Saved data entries
mod handler;
mod objects;

use std::{cell::RefCell, collections::HashSet, io, os::fd::RawFd, rc::Rc};

use log::{debug, info, trace, warn};

pub use handler::EventHandler;
use objects::{ByteBuffer, ObjectManager};

use crate::{
    error::{error_context, Error, Result},
    protocol::{base::*, xdg_shell::*, *},
    registry::GlobalAdvertisement,
    transport::{Transport, UnixTransport},
    wire_format,
};

/// Shared by every proxy, so requests can be issued from anywhere on the thread.
pub struct ClientStream(RefCell<Box<dyn Transport>>);

impl ClientStream {
    pub fn new(transport: Box<dyn Transport>) -> Self {
        Self(RefCell::new(transport))
    }

    fn receive(&self, buffer: &mut [u8], blocking: bool) -> io::Result<usize> {
        self.0.borrow_mut().receive(buffer, blocking)
    }

    fn close(&self) {
        self.0.borrow_mut().close()
    }
}

impl WaylandStream for ClientStream {
    fn send(&self, msg: WireMessage<'_>) -> Result<usize> {
        let encoded = wire_format::encode(&msg)?;
        let fds: &[RawFd] = &encoded.fds;
        Ok(self.0.borrow_mut().send(&encoded.bytes, fds)?)
    }
}

pub struct WaylandSession {
    objects: ObjectManager,
    stream: Rc<ClientStream>,
    buffer: ByteBuffer,
    display: WlDisplay,
    pending_syncs: HashSet<WaylandId>,
}

impl WaylandSession {
    /// Connects to `target` (or the default display) and makes sure the other end
    /// answers a `wl_display.sync`.
    pub fn connect(target: Option<&str>) -> Result<Self> {
        let transport = UnixTransport::connect(target)?;
        let mut session = Self::with_transport(Box::new(transport));

        session.roundtrip(&mut ()).map_err(|e| {
            Error::Connection(format!("display did not answer the initial sync: {e}"))
        })?;

        info!("Connected to the display");
        Ok(session)
    }

    pub fn with_transport(transport: Box<dyn Transport>) -> Self {
        let stream = Rc::new(ClientStream::new(transport));
        Self {
            objects: ObjectManager::new(),
            display: WlDisplay::build(DISPLAY_ID, stream.clone()),
            buffer: ByteBuffer::new(),
            pending_syncs: HashSet::new(),
            stream,
        }
    }

    pub fn display(&self) -> &WlDisplay {
        &self.display
    }

    /// A fresh id, greater than every id handed out before.
    pub fn allocate_id(&mut self) -> WaylandId {
        self.objects.allocate_id()
    }

    pub fn new_object<T: WlInterface>(&mut self) -> T {
        let object_id = self.allocate_id();
        self.objects.insert(object_id, T::INTERFACE);
        T::build(object_id, self.stream.clone())
    }

    /// A proxy for a live object, if it has the expected interface.
    pub fn get_reference<T: WlInterface>(&self, object_id: WaylandId) -> Option<T> {
        match self.objects.get(object_id) {
            Some(entry) if entry.interface == T::INTERFACE && !entry.released => {
                Some(T::build(object_id, self.stream.clone()))
            }
            _ => None,
        }
    }

    pub fn require_reference<T: WlInterface>(&self, object_id: WaylandId) -> Result<T> {
        self.get_reference(object_id).ok_or(Error::NoSuchObject(object_id))
    }

    /// Marks an object as given up on the client side. Events still in flight for it
    /// are dropped; the id itself is only forgotten on `delete_id`.
    pub fn release_object(&mut self, object_id: WaylandId) {
        if !self.objects.release(object_id) {
            debug!("Object {object_id} was already released");
        }
    }

    pub fn is_live(&self, object_id: WaylandId) -> bool {
        self.objects.get(object_id).is_some_and(|e| !e.released)
    }

    pub fn live_count(&self, interface: Interface) -> usize {
        self.objects.live_count(interface)
    }

    pub fn send(
        &self,
        object_id: WaylandId,
        opcode: WlOpcode,
        values: &[WireValue],
    ) -> Result<usize> {
        self.stream.send(WireMessage {
            object_id,
            opcode,
            values,
        })
    }

    /// Routes every complete message to `handler`. With `blocking` set, waits until
    /// at least one message was handled. A peer that hung up is reported as
    /// `Error::ConnectionClosed` once nothing is left to handle.
    pub fn dispatch_pending<H>(&mut self, blocking: bool, handler: &mut H) -> Result<usize>
    where
        H: EventHandler + ?Sized,
    {
        let mut processed = self.dispatch_buffered(handler)?;

        loop {
            let wait = blocking && processed == 0;
            match self.buffer.fill(&self.stream, wait) {
                Ok(0) if processed > 0 => return Ok(processed),
                Ok(0) => return Err(Error::ConnectionClosed),
                Ok(_) => processed += self.dispatch_buffered(handler)?,
                Err(err) if err.kind() == io::ErrorKind::WouldBlock => return Ok(processed),
                Err(err) => return Err(err.into()),
            }
        }
    }

    /// Blocks until the server has handled every request sent so far.
    pub fn roundtrip<H>(&mut self, handler: &mut H) -> Result<()>
    where
        H: EventHandler + ?Sized,
    {
        let callback: WlCallback = self.new_object();
        let sync_id = callback.get_object_id();
        self.display.sync(&callback)?;
        self.pending_syncs.insert(sync_id);

        while self.pending_syncs.contains(&sync_id) {
            self.dispatch_pending(true, handler)?;
        }

        trace!("Roundtrip {sync_id} completed");
        Ok(())
    }

    pub fn disconnect(&mut self) {
        self.stream.close();
    }

    fn dispatch_buffered<H>(&mut self, handler: &mut H) -> Result<usize>
    where
        H: EventHandler + ?Sized,
    {
        let mut processed = 0;
        while let Some(msg) = self.buffer.next_message()? {
            self.handle_msg(msg, handler)?;
            processed += 1;
        }
        Ok(processed)
    }

    fn handle_msg<H>(&mut self, msg: RawMessage, handler: &mut H) -> Result<()>
    where
        H: EventHandler + ?Sized,
    {
        let object_id = msg.object_id;

        let Some(entry) = self.objects.get(object_id) else {
            warn!("Received event {} for unknown object {object_id}", msg.opcode);
            return Ok(());
        };

        if entry.released {
            trace!("Dropping event {} for released object {object_id}", msg.opcode);
            return Ok(());
        }

        let event = match entry.interface.parse(&msg) {
            Err(WlEventParseError::NoEvent(opcode)) => {
                warn!("Unknown event {opcode} for {object_id} @ {}", entry.interface);
                return Ok(());
            }
            other => error_context!(other, "Of object {object_id} @ {}", entry.interface)?,
        };

        self.route(object_id, event, handler)
    }

    fn route<H>(&mut self, object_id: WaylandId, event: Event, handler: &mut H) -> Result<()>
    where
        H: EventHandler + ?Sized,
    {
        match event {
            Event::WlDisplay(WlDisplayEvent::Error {
                object_id,
                code,
                message,
            }) => Err(Error::Protocol {
                object_id,
                code,
                message,
            }),

            Event::WlDisplay(WlDisplayEvent::DeleteId { id }) => {
                match self.objects.remove(id) {
                    Some(entry) => debug!("Deleting object {id} @ {}", entry.interface),
                    None => debug!("Received delete for a non existent object {id}"),
                }
                Ok(())
            }

            Event::WlCallback(WlCallbackEvent::Done { .. })
                if self.pending_syncs.remove(&object_id) =>
            {
                self.objects.release(object_id);
                Ok(())
            }

            Event::WlCallback(WlCallbackEvent::Done { data }) => {
                let callback: WlCallback = self.proxy(object_id);
                handler.frame_done(self, &callback, data)
            }

            Event::WlRegistry(WlRegistryEvent::Global {
                name,
                interface,
                version,
            }) => {
                let registry: WlRegistry = self.proxy(object_id);
                let global = GlobalAdvertisement {
                    name,
                    interface,
                    version,
                };
                handler.global(self, &registry, global)
            }

            Event::WlRegistry(WlRegistryEvent::GlobalRemove { name }) => {
                let registry: WlRegistry = self.proxy(object_id);
                handler.global_remove(self, &registry, name)
            }

            Event::WlShm(WlShmEvent::Format { format }) => {
                let shm: WlShm = self.proxy(object_id);
                handler.shm_format(self, &shm, format)
            }

            Event::WlBuffer(WlBufferEvent::Release {}) => {
                let buffer: WlBuffer = self.proxy(object_id);
                handler.buffer_release(self, &buffer)
            }

            Event::WlSurface(WlSurfaceEvent::Enter { output }) => {
                let surface: WlSurface = self.proxy(object_id);
                handler.surface_enter(self, &surface, output)
            }

            Event::WlSurface(WlSurfaceEvent::Leave { output }) => {
                let surface: WlSurface = self.proxy(object_id);
                handler.surface_leave(self, &surface, output)
            }

            Event::XdgWmBase(XdgWmBaseEvent::Ping { serial }) => {
                let wm_base: XdgWmBase = self.proxy(object_id);
                handler.wm_base_ping(self, &wm_base, serial)
            }

            Event::XdgSurface(XdgSurfaceEvent::Configure { serial }) => {
                let xdg_surface: XdgSurface = self.proxy(object_id);
                handler.xdg_surface_configure(self, &xdg_surface, serial)
            }

            Event::XdgToplevel(XdgToplevelEvent::Configure {
                width,
                height,
                states,
            }) => {
                let toplevel: XdgToplevel = self.proxy(object_id);
                handler.toplevel_configure(self, &toplevel, width, height, states)
            }

            Event::XdgToplevel(XdgToplevelEvent::Close {}) => {
                let toplevel: XdgToplevel = self.proxy(object_id);
                handler.toplevel_close(self, &toplevel)
            }

            other => {
                debug!("Ignoring {other:?} for object {object_id}");
                Ok(())
            }
        }
    }

    #[inline]
    fn proxy<T: WlInterface>(&self, object_id: WaylandId) -> T {
        T::build(object_id, self.stream.clone())
    }
}

impl Drop for WaylandSession {
    fn drop(&mut self) {
        self.disconnect();
    }
}
use std::process;

use clap::Parser;
use log::{error, info};
use wlframe::{ScanLine, Window, WindowConfig};

#[derive(Parser)]
#[command(name = "scanline")]
#[command(about = "Opens a window and animates a scan line in it, one step per frame")]
#[command(version)]
struct Cli {
    /// Display to connect to, a socket name or an absolute path (default: $WAYLAND_DISPLAY)
    #[arg(short, long)]
    display: Option<String>,

    #[arg(long, default_value_t = 640, value_parser = clap::value_parser!(i32).range(1..=8192))]
    width: i32,

    #[arg(long, default_value_t = 480, value_parser = clap::value_parser!(i32).range(1..=8192))]
    height: i32,

    #[arg(short, long, default_value = "Example client")]
    title: String,

    /// Application id reported to the compositor
    #[arg(long)]
    app_id: Option<String>,
}

fn main() {
    let cli = Cli::parse();
    wlframe::init_log();

    let mut session = match wlframe::connect(cli.display.as_deref()) {
        Ok(session) => session,
        Err(err) => {
            error!("Unable to connect to the display: {err}");
            process::exit(1);
        }
    };

    let config = WindowConfig {
        title: cli.title,
        app_id: cli.app_id,
        width: cli.width,
        height: cli.height,
    };

    match Window::run(&mut session, &config, ScanLine::default()) {
        Ok(()) => info!("Bye"),
        Err(err) => {
            error!("{err}");
            process::exit(1);
        }
    }
}
pub mod memory;

use log::info;

use crate::{
    error::{allocation_error, Error, Result},
    protocol::{base::*, WlInterface},
    session::WaylandSession,
    surface::Rect,
};
use memory::SharedMemory;

#[derive(Debug, Clone, Copy, PartialEq, Eq)]
#[repr(u32)]
pub enum ShmFormat {
    Argb8888 = 0,
    Xrgb8888 = 1,
}

impl ShmFormat {
    /// Every compositor must support both, but only advertised formats are used.
    pub const PREFERENCE: [ShmFormat; 2] = [Self::Argb8888, Self::Xrgb8888];

    pub fn from_wire(value: u32) -> Option<Self> {
        Self::PREFERENCE.into_iter().find(|f| *f as u32 == value)
    }

    pub fn bytes_per_pixel(self) -> i32 {
        4
    }

    pub fn select(advertised: &[u32]) -> Result<Self> {
        Self::PREFERENCE
            .into_iter()
            .find(|f| advertised.contains(&(*f as u32)))
            .ok_or(Error::UnsupportedFormat)
    }
}

/// A region of a pool the server knows as a `wl_buffer`.
#[derive(Debug)]
pub struct BufferDescriptor {
    pub offset: i32,
    pub width: i32,
    pub height: i32,
    pub stride: i32,
    pub format: ShmFormat,
    pub buffer: WlBuffer,
}

impl BufferDescriptor {
    pub fn byte_len(&self) -> usize {
        self.height as usize * self.stride as usize
    }

    pub fn full_damage(&self) -> Rect {
        Rect::sized(self.width, self.height)
    }

    pub fn destroy(self, session: &mut WaylandSession) -> Result<()> {
        self.buffer.destroy()?;
        session.release_object(self.buffer.get_object_id());
        Ok(())
    }
}

pub struct MemoryPool {
    memory: SharedMemory,
    proxy: Option<WlShmPool>,
}

impl MemoryPool {
    pub fn create(session: &mut WaylandSession, shm: &WlShm, len: usize) -> Result<Self> {
        let size = i32::try_from(len)
            .ok()
            .filter(|size| *size > 0)
            .ok_or_else(|| allocation_error!("Invalid pool size {len}"))?;

        let memory = SharedMemory::alloc(len)?;
        let proxy: WlShmPool = session.new_object();
        shm.create_pool(&proxy, memory.as_raw_fd(), size)?;

        info!("Created shm pool of {len} bytes");
        Ok(Self {
            memory,
            proxy: Some(proxy),
        })
    }

    pub fn len(&self) -> usize {
        self.memory.len()
    }

    /// Fails without contacting the server when the region does not fit.
    pub fn create_buffer(
        &self,
        session: &mut WaylandSession,
        offset: i32,
        width: i32,
        height: i32,
        stride: i32,
        format: ShmFormat,
    ) -> Result<BufferDescriptor> {
        check_region(self.len(), offset, width, height, stride, format)?;

        let pool = self
            .proxy
            .as_ref()
            .ok_or_else(|| allocation_error!("The pool registration was already destroyed"))?;

        let buffer: WlBuffer = session.new_object();
        pool.create_buffer(&buffer, offset, width, height, stride, format as u32)?;

        Ok(BufferDescriptor {
            offset,
            width,
            height,
            stride,
            format,
            buffer,
        })
    }

    /// Drops the server side pool object. The mapping and every buffer created
    /// from it stay valid.
    pub fn destroy_registration(&mut self, session: &mut WaylandSession) -> Result<()> {
        if let Some(pool) = self.proxy.take() {
            pool.destroy()?;
            session.release_object(pool.get_object_id());
        }
        Ok(())
    }

    pub fn pixels_mut(&mut self, buffer: &BufferDescriptor) -> &mut [u8] {
        let start = buffer.offset as usize;
        &mut self.memory[start..start + buffer.byte_len()]
    }
}

fn check_region(
    pool_len: usize,
    offset: i32,
    width: i32,
    height: i32,
    stride: i32,
    format: ShmFormat,
) -> Result<()> {
    let out_of_bounds = || Error::OutOfBounds {
        offset,
        height,
        stride,
        pool_len,
    };

    if offset < 0 || width <= 0 || height <= 0 {
        return Err(out_of_bounds());
    }

    if (width as i64) * (format.bytes_per_pixel() as i64) > stride as i64 {
        return Err(Error::InvalidStride { width, stride });
    }

    let end = offset as i64 + height as i64 * stride as i64;
    if end > pool_len as i64 {
        return Err(out_of_bounds());
    }

    Ok(())
}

Your task:
Among the lines above, which hold the word "WlDisplay"? Report each one.

Result:
    display: WlDisplay,
            display: WlDisplay::build(DISPLAY_ID, stream.clone()),
    pub fn display(&self) -> &WlDisplay {
            Event::WlDisplay(WlDisplayEvent::Error {
            Event::WlDisplay(WlDisplayEvent::DeleteId { id }) => {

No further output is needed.